::: Data

use crate::error::GenerationError;
use std::time::Duration;

/// One call to the text-generation backend
#[derive(Debug, Clone, PartialEq)]
pub struct GenerationRequest {
    pub system_prompt: String,
    pub user_prompt: String,
    pub temperature: f32,
    pub max_output_tokens: u32,
}

/// Text-generation backend
///
/// Implementations own transport, authentication and retries. The pipeline
/// bounds every call with its own timeout.
#[async_trait::async_trait]
pub trait TextGenerator: Send + Sync {
    /// Generate a completion for `request`
    async fn generate(&self, request: GenerationRequest) -> Result<String, GenerationError>;

    /// Short name used in logs
    fn name(&self) -> &str {
        "backend"
    }
}

/// Call `generator` and give up after `timeout`
///
/// Blank completions are reported as [`GenerationError::EmptyResponse`].
pub async fn generate_with_timeout(
    generator: &dyn TextGenerator,
    request: GenerationRequest,
    timeout: Duration,
) -> Result<String, GenerationError> {
    match tokio::time::timeout(timeout, generator.generate(request)).await {
        Ok(Ok(text)) if text.trim().is_empty() => Err(GenerationError::EmptyResponse),
        Ok(Ok(text)) => Ok(text),
        Ok(Err(e)) => Err(e),
        Err(_) => Err(GenerationError::Timeout(timeout.as_secs())),
    }
}

#[cfg(test)]
mod tests {
    use super::*;

    struct Fixed(&'static str);

    #[async_trait::async_trait]
    impl TextGenerator for Fixed {
        async fn generate(&self, _request: GenerationRequest) -> Result<String, GenerationError> {
            Ok(self.0.to_string())
        }
    }

    struct Slow;

    #[async_trait::async_trait]
    impl TextGenerator for Slow {
        async fn generate(&self, _request: GenerationRequest) -> Result<String, GenerationError> {
            tokio::time::sleep(Duration::from_secs(60)).await;
            Ok("late".to_string())
        }
    }

    fn request() -> GenerationRequest {
        GenerationRequest {
            system_prompt: "system".to_string(),
            user_prompt: "user".to_string(),
            temperature: 0.1,
            max_output_tokens: 100,
        }
    }

    #[tokio::test]
    async fn test_passes_text_through() {
        let text = generate_with_timeout(&Fixed("analysis"), request(), Duration::from_secs(1))
            .await
            .unwrap();
        assert_eq!(text, "analysis");
    }

    #[tokio::test]
    async fn test_blank_response_is_error() {
        let err = generate_with_timeout(&Fixed("  \n"), request(), Duration::from_secs(1))
            .await
            .unwrap_err();
        assert!(matches!(err, GenerationError::EmptyResponse));
    }

    #[tokio::test]
    async fn test_times_out() {
        let err = generate_with_timeout(&Slow, request(), Duration::from_millis(50))
            .await
            .unwrap_err();
        assert!(matches!(err, GenerationError::Timeout(_)));
    }

    #[test]
    fn test_default_name() {
        assert_eq!(Fixed("x").name(), "backend");
    }
}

::::::

Using the records above, copy all lines that include the word "Duration".

use std::time::Duration;
    timeout: Duration,
            tokio::time::sleep(Duration::from_secs(60)).await;
        let text = generate_with_timeout(&Fixed("analysis"), request(), Duration::from_secs(1))
        let err = generate_with_timeout(&Fixed("  \n"), request(), Duration::from_secs(1))
        let err = generate_with_timeout(&Slow, request(), Duration::from_millis(50))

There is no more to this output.